─── Record excerpts ───

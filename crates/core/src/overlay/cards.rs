use tiny_skia::{Pixmap, PixmapPaint, Transform};

use crate::layout::{truncate, wrap, FontMetric};
use crate::render::{load_png_scaled, Canvas, RenderingContext};
use crate::script::{ImageCue, ImagePosition, KeyPointCue, StatsCue};
use crate::theme::{card_palette, Rgb};
use crate::timeline::Window;
use crate::{Result, SlidecastError};

use super::{guarded, OverlayImage, BODY_PX, CARD_FADE, HEADING_PX, SMALL_PX, SUBHEADING_PX, TINY_PX};

const KEY_POINT_H: u32 = 120;
const EDGE_MARGIN: i32 = 30;
const IMPORTANT: Rgb = Rgb(237, 100, 100);
const FRAME: u32 = 5;
const CAPTION_H: u32 = 25;
pub const MAX_STATS: usize = 5;

/// Right-middle card with one key point and an importance dot.
pub fn key_point_card(cue: &KeyPointCue, canvas: (u32, u32), ctx: &RenderingContext) -> Option<OverlayImage> {
    guarded("key point", || {
        let palette = card_palette(&cue.theme);
        let card_w = (canvas.0 as f32 * 0.45).round() as u32;
        let (w, h) = (card_w as f32, KEY_POINT_H as f32);
        let mut card = Canvas::new(card_w, KEY_POINT_H)?;

        card.fill_rounded_rect(0.0, 0.0, w, h, 15.0, palette.primary.with_alpha(230))?;
        card.fill_rect(0.0, 10.0, 6.0, h - 20.0, palette.accent.color())?;

        let indicator = match cue.importance {
            i if i >= 4 => IMPORTANT,
            3 => palette.accent,
            _ => palette.secondary,
        };
        card.fill_circle(w - 20.0, 20.0, 10.0, indicator.color())?;

        let mut y = 15.0;
        if !cue.category.is_empty() {
            card.text(&ctx.metric(TINY_PX), &cue.category.to_uppercase(), 30.0, y, palette.accent.color());
            y += 22.0;
        }

        let body = ctx.metric(BODY_PX);
        let room = ((h - y - 8.0) / body.line_height()).floor().max(1.0) as usize;
        for line in wrap(&cue.text, w - 60.0, &body, room) {
            card.text(&body, &line, 30.0, y, palette.text.color());
            y += body.line_height();
        }

        let x = canvas.0 as i32 - card_w as i32 - EDGE_MARGIN;
        let y = canvas.1 as i32 / 2 - KEY_POINT_H as i32 / 2;
        let window = Window::new(cue.start_time, cue.duration);
        Ok(OverlayImage::new(card.into_pixmap(), x, y, window).with_fades(CARD_FADE, CARD_FADE))
    })
}

/// Framed still image with an optional caption bar.
pub fn image_card(cue: &ImageCue, canvas: (u32, u32), ctx: &RenderingContext) -> Option<OverlayImage> {
    guarded("image", || {
        if !cue.path.is_file() {
            return Err(SlidecastError::missing("image", &cue.path));
        }
        let window = Window::new(cue.start_time, cue.duration);

        if cue.position == ImagePosition::Fullscreen {
            let stretched = stretch_png(&cue.path, canvas)?;
            return Ok(OverlayImage::new(stretched, 0, 0, window).with_fades(CARD_FADE, CARD_FADE));
        }

        let target_w = ((canvas.0 as f32 * cue.scale.clamp(0.05, 1.0)).round() as u32).max(1);
        let image = load_png_scaled(&cue.path, target_w)?;
        let framed_w = image.width() + 2 * FRAME;
        let framed_h = image.height() + 2 * FRAME;
        let caption_h = if cue.caption.is_empty() { 0 } else { CAPTION_H };

        let mut card = Canvas::new(framed_w, framed_h + caption_h)?;
        card.fill_rect(0.0, 0.0, framed_w as f32, framed_h as f32, Rgb::WHITE.color())?;
        card.draw_pixmap(&image, FRAME as i32, FRAME as i32, 1.0);
        if caption_h > 0 {
            card.fill_rect(
                0.0,
                framed_h as f32,
                framed_w as f32,
                caption_h as f32,
                Rgb(40, 40, 40).with_alpha(200),
            )?;
            let face = ctx.metric(TINY_PX);
            let caption = truncate(&cue.caption, framed_w as f32 - 20.0, &face);
            card.text(&face, &caption, 10.0, framed_h as f32 + 5.0, Rgb::WHITE.color());
        }

        let card_w = card.width() as i32;
        let x = match cue.position {
            ImagePosition::Left => EDGE_MARGIN,
            ImagePosition::Center => (canvas.0 as i32 - card_w) / 2,
            _ => canvas.0 as i32 - card_w - EDGE_MARGIN,
        };
        // Vertical centering uses the framed height; the caption hangs below.
        let y = (canvas.1 as i32 - framed_h as i32) / 2;
        Ok(OverlayImage::new(card.into_pixmap(), x, y, window).with_fades(CARD_FADE, CARD_FADE))
    })
}

/// Green card listing up to five statistics, pinned top-right.
pub fn stats_card(cue: &StatsCue, canvas: (u32, u32), ctx: &RenderingContext) -> Option<OverlayImage> {
    guarded("stats", || {
        if cue.stats.is_empty() {
            return Err(SlidecastError::InvalidInput("statistics card has no entries"));
        }
        let palette = card_palette("green");
        let card_w = (canvas.0 as f32 * 0.35).round() as u32;
        let card_h = (80 + cue.stats.len() as u32 * 50).min(canvas.1 / 2);
        let (w, h) = (card_w as f32, card_h as f32);
        let mut card = Canvas::new(card_w, card_h)?;

        card.fill_rounded_rect(0.0, 0.0, w, h, 12.0, palette.bg.with_alpha(235))?;
        card.fill_rect(0.0, 0.0, w, 50.0_f32.min(h), palette.primary.color())?;
        let title = ctx.metric(SUBHEADING_PX);
        card.text(&title, &truncate(&cue.title, w - 30.0, &title), 15.0, 12.0, palette.text.color());

        let value = ctx.metric(HEADING_PX);
        let name = ctx.metric(SMALL_PX);
        let mut y = 60.0;
        for (label, amount) in cue.stats.iter().take(MAX_STATS) {
            if y + 50.0 > h {
                break;
            }
            card.text(&value, &truncate(amount, w - 30.0, &value), 15.0, y, palette.accent.color());
            card.text(&name, &truncate(label, w - 30.0, &name), 15.0, y + 30.0, palette.secondary.color());
            y += 55.0;
        }

        let x = canvas.0 as i32 - card_w as i32 - EDGE_MARGIN;
        let window = Window::new(cue.start_time, cue.duration);
        Ok(OverlayImage::new(card.into_pixmap(), x, 100, window).with_fades(CARD_FADE, CARD_FADE))
    })
}

fn stretch_png(path: &std::path::Path, canvas: (u32, u32)) -> Result<Pixmap> {
    let source = Pixmap::load_png(path)
        .map_err(|e| SlidecastError::render(format!("reading {}: {e}", path.display())))?;
    let mut target = Pixmap::new(canvas.0, canvas.1)
        .ok_or_else(|| SlidecastError::render("invalid canvas"))?;
    let sx = canvas.0 as f32 / source.width() as f32;
    let sy = canvas.1 as f32 / source.height() as f32;
    let paint = PixmapPaint {
        quality: tiny_skia::FilterQuality::Bicubic,
        ..PixmapPaint::default()
    };
    target.draw_pixmap(0, 0, source.as_ref(), &paint, Transform::from_scale(sx, sy), None);
    Ok(target)
}
//! gRPC Server Configuration
//!
//! 저장소 연결, 세션 서비스 조립, 관리자 시드, 서버 실행까지 담당합니다.
//! Ctrl+C 또는 SIGTERM을 받으면 진행 중인 요청을 마친 뒤 종료합니다.

use crate::auth::auth_service_server::AuthServiceServer;
use crate::controller::AuthController;
use crate::service::SessionService;
use shared::config::db::DbConfig;
use shared::config::redis_config::RedisConfig;
use shared::config::AppConfig;
use shared::security::{PasswordHasher, TokenCodec};
use shared::service::{TokenRedisService, UserDbService};
use shared::tool::shutdown_signal;
use std::sync::Arc;
use tonic::transport::Server;
use tracing::info;

/// 인증 gRPC 서버를 시작합니다.
pub async fn start_server(config: AppConfig) -> anyhow::Result<()> {
    let addr = config.grpc.addr()?;

    // 서명 키가 없으면 여기서 시작 실패
    let codec = Arc::new(TokenCodec::new(&config.security)?);
    let hasher = PasswordHasher::new(config.security.bcrypt_rounds)?;

    let db = DbConfig::connect(&config.database).await?;
    db.health_check().await?;
    let redis = RedisConfig::connect(&config.redis).await?;

    let users = Arc::new(UserDbService::new(db.clone()));
    let tokens = Arc::new(TokenRedisService::new(redis));
    let svc = Arc::new(SessionService::new(
        hasher,
        codec,
        users.clone(),
        users,
        tokens,
    )?);

    if let Some(seed) = &config.admin {
        svc.ensure_admin(seed).await?;
    }

    info!("▶ Auth gRPC 서버 실행: {}", addr);

    Server::builder()
        .add_service(AuthServiceServer::new(AuthController::new(svc)))
        .serve_with_shutdown(addr, shutdown_signal())
        .await?;

    db.close().await;
    info!("✅ Auth gRPC 서버 종료 완료");
    Ok(())
}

───

**Task requirements:**
Each line of the data above containing the string "PasswordHasher" is to be copied.

**Result of the task:**
use shared::security::{PasswordHasher, TokenCodec};
    let hasher = PasswordHasher::new(config.security.bcrypt_rounds)?;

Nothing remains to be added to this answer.